_YOUR INSTRUCTIONS_
Identify all lines in the data containing the string "zstd". Copy them out.

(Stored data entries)

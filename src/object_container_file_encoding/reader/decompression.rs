use crate::{
	de::{read::take::IntoLeftAfterTake, DeError, DeserializerConfig, DeserializerState},
	object_container_file_encoding::CompressionCodec,
};

impl CompressionCodec {
	pub(super) fn state<'de, 's, R>(
		self,
		reader: R,
		config: DeserializerConfig<'s>,
		decompression_buffer: Vec<u8>,
		block_size: usize,
	) -> Result<DecompressionState<'s, R>, DeError>
	where
		R: crate::de::read::take::Take + crate::de::read::ReadSlice<'de>,
		<R as crate::de::read::take::Take>::Take: crate::de::read::ReadSlice<'de> + std::io::BufRead,
	{
		use crate::de::read::{take::Take as _, ReaderRead, ReadSlice as _};

		Ok(match self {
			CompressionCodec::Null => DecompressionState::Null {
				deserializer_state: DeserializerState::with_config(reader.take(block_size)?, config),
				decompression_buffer,
			},
			#[cfg(feature = "deflate")]
			CompressionCodec::Deflate => DecompressionState::BufReader {
				deserializer_state: DeserializerState::with_config(
					ReaderRead::new(std::io::BufReader::new(DecompressionReaderForBufReader::Deflate(
						flate2::bufread::DeflateDecoder::new(reader.take(block_size)?),
					))),
					config,
				),
				decompression_buffer,
			},
			#[cfg(feature = "bzip2")]
			CompressionCodec::Bzip2 => DecompressionState::BufReader {
				deserializer_state: DeserializerState::with_config(
					ReaderRead::new(std::io::BufReader::new(DecompressionReaderForBufReader::Bzip2(
						bzip2::bufread::BzDecoder::new(reader.take(block_size)?),
					))),
					config,
				),
				decompression_buffer,
			},
			#[cfg(feature = "snappy")]
			CompressionCodec::Snappy => {
				// Avro's Snappy framing does not support block decompression: the
				// whole block (minus the trailing CRC) is one compressed chunk.
				let block_raw_size = block_size.checked_sub(4).ok_or_else(|| {
					DeError::new("Incorrect block size for Snappy compression: should be at least 4 for CRC")
				})?;
				let mut reader = reader;
				let mut decompression_buffer = decompression_buffer;
				fn fix_closure_late_bound_lifetime_inference<F, T>(f: F) -> F
				where
					F: FnOnce(&[u8]) -> T,
				{
					f
				}
				reader.read_slice(
					block_raw_size,
					fix_closure_late_bound_lifetime_inference(|compressed_slice| {
						fn snappy_to_de_error(e: snap::Error) -> DeError {
							<DeError as serde::de::Error>::custom(format_args!("Snappy decompression error: {e}"))
						}
						decompression_buffer.resize(
							snap::raw::decompress_len(compressed_slice).map_err(snappy_to_de_error)?,
							0,
						);
						let written = snap::raw::Decoder::new()
							.decompress(compressed_slice, &mut decompression_buffer)
							.map_err(snappy_to_de_error)?;
						if written != decompression_buffer.len() {
							return Err(DeError::new(
								"Snappy decompression error: incorrect decompressed size",
							));
						}
						Ok(())
					}),
				)?;
				let actual_crc32 = crc32fast::hash(&decompression_buffer);
				let expected_crc32 =
					u32::from_be_bytes(crate::de::read::Read::read_const_size_buf(&mut reader)?);
				if actual_crc32 != expected_crc32 {
					return Err(DeError::new(
						"Incorrect extra CRC32 of decompressed data when using Snappy compression codec",
					));
				}
				DecompressionState::DecompressedOnConstruction {
					deserializer_state: DeserializerState::with_config(
						ReaderRead::new(std::io::Cursor::new(decompression_buffer)),
						config,
					),
					source_reader: reader,
				}
			}
			#[cfg(feature = "xz")]
			CompressionCodec::Xz => DecompressionState::BufReader {
				deserializer_state: DeserializerState::with_config(
					ReaderRead::new(std::io::BufReader::new(DecompressionReaderForBufReader::Xz(
						xz2::bufread::XzDecoder::new(reader.take(block_size)?),
					))),
					config,
				),
				decompression_buffer,
			},
			#[cfg(feature = "zstandard")]
			CompressionCodec::Zstandard => DecompressionState::BufReader {
				deserializer_state: DeserializerState::with_config(
					ReaderRead::new(std::io::BufReader::new(DecompressionReaderForBufReader::Zstandard(
						zstd::stream::read::Decoder::with_buffer(reader.take(block_size)?)
							.map_err(DeError::io)?,
					))),
					config,
				),
				decompression_buffer,
			},
		})
	}
}

pub(super) enum DecompressionState<'s, R: crate::de::read::take::Take> {
	Null {
		deserializer_state: DeserializerState<'s, R::Take>,
		decompression_buffer: Vec<u8>,
	},
	/// Streaming decompression protocols, decoded on the fly into a
	/// `BufReader` as the deserializer empties it
	#[cfg(any(feature = "deflate", feature = "bzip2", feature = "xz", feature = "zstandard"))]
	BufReader {
		deserializer_state: DeserializerState<
			's,
			crate::de::read::ReaderRead<
				std::io::BufReader<DecompressionReaderForBufReader<<R as crate::de::read::take::Take>::Take>>,
			>,
		>,
		decompression_buffer: Vec<u8>,
	},
	/// Protocols decompressed wholesale into a `Vec<u8>` up front, then read
	/// back out of a `Cursor`
	#[cfg(feature = "snappy")]
	DecompressedOnConstruction {
		deserializer_state: DeserializerState<'s, crate::de::read::ReaderRead<std::io::Cursor<Vec<u8>>>>,
		source_reader: R,
	},
}

pub(super) enum DecompressionReaderForBufReader<R: std::io::BufRead> {
	#[cfg(feature = "deflate")]
	Deflate(flate2::bufread::DeflateDecoder<R>),
	#[cfg(feature = "bzip2")]
	Bzip2(bzip2::bufread::BzDecoder<R>),
	#[cfg(feature = "xz")]
	Xz(xz2::bufread::XzDecoder<R>),
	#[cfg(feature = "zstandard")]
	Zstandard(zstd::stream::read::Decoder<'static, R>),
}

impl<'s, R: crate::de::read::take::Take> DecompressionState<'s, R> {
	pub(super) fn into_source_reader_and_config(
		self,
	) -> Result<(R, DeserializerConfig<'s>, Vec<u8>), DeError> {
		Ok(match self {
			DecompressionState::Null {
				deserializer_state,
				decompression_buffer,
			} => {
				let (reader, config) = deserializer_state.into_inner();
				(reader.into_left_after_take()?, config, decompression_buffer)
			}
			#[cfg(any(feature = "deflate", feature = "bzip2", feature = "xz", feature = "zstandard"))]
			DecompressionState::BufReader {
				deserializer_state,
				decompression_buffer,
			} => {
				let (reader, config) = deserializer_state.into_inner();
				(
					(match reader.into_inner().into_inner() {
						#[cfg(feature = "deflate")]
						DecompressionReaderForBufReader::Deflate(reader) => reader.into_inner(),
						#[cfg(feature = "bzip2")]
						DecompressionReaderForBufReader::Bzip2(reader) => reader.into_inner(),
						#[cfg(feature = "xz")]
						DecompressionReaderForBufReader::Xz(reader) => reader.into_inner(),
						#[cfg(feature = "zstandard")]
						DecompressionReaderForBufReader::Zstandard(mut reader) => {
							// Zstandard needs to be manually driven to the end: if we
							// don't, the last bytes of the compressed data are left
							// unread, which then fails the "no data left in block" check.
							// https://github.com/gyscos/zstd-rs/issues/255
							let mut drive_to_end = [0];
							let read = std::io::Read::read(&mut reader, &mut drive_to_end)
								.map_err(|e| DeError::custom_io("Zstandard error when driving decompressor to end", e))?;
							if read != 0 {
								return Err(DeError::new(
									"Zstandard decompression error: there's decompressed data left in \
									 the block after reading the whole avro block out of it",
								));
							}
							reader.finish()
						}
					})
					.into_left_after_take()?,
					config,
					decompression_buffer,
				)
			}
			#[cfg(feature = "snappy")]
			DecompressionState::DecompressedOnConstruction {
				deserializer_state,
				source_reader,
			} => {
				let (reader, config) = deserializer_state.into_inner();
				(source_reader, config, reader.into_inner().into_inner())
			}
		})
	}
}

macro_rules! dispatch {
	($self: ident, $function: ident ($($arg:ident)*)) => {
		match $self {
			#[cfg(feature = "deflate")]
			DecompressionReaderForBufReader::Deflate(reader) => reader.$function($($arg)*),
			#[cfg(feature = "bzip2")]
			DecompressionReaderForBufReader::Bzip2(reader) => reader.$function($($arg)*),
			#[cfg(feature = "xz")]
			DecompressionReaderForBufReader::Xz(reader) => reader.$function($($arg)*),
			#[cfg(feature = "zstandard")]
			DecompressionReaderForBufReader::Zstandard(reader) => reader.$function($($arg)*),
		}
	};
}
impl<R: std::io::BufRead> std::io::Read for DecompressionReaderForBufReader<R> {
	fn read(&mut self, buf: &mut [u8]) -> std::io::Result<usize> {
		dispatch!(self, read(buf))
	}
	fn read_vectored(&mut self, bufs: &mut [std::io::IoSliceMut<'_>]) -> std::io::Result<usize> {
		dispatch!(self, read_vectored(bufs))
	}
}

_RESPONSE BELOW_
						zstd::stream::read::Decoder::with_buffer(reader.take(block_size)?)
	Zstandard(zstd::stream::read::Decoder<'static, R>),
							// https://github.com/gyscos/zstd-rs/issues/255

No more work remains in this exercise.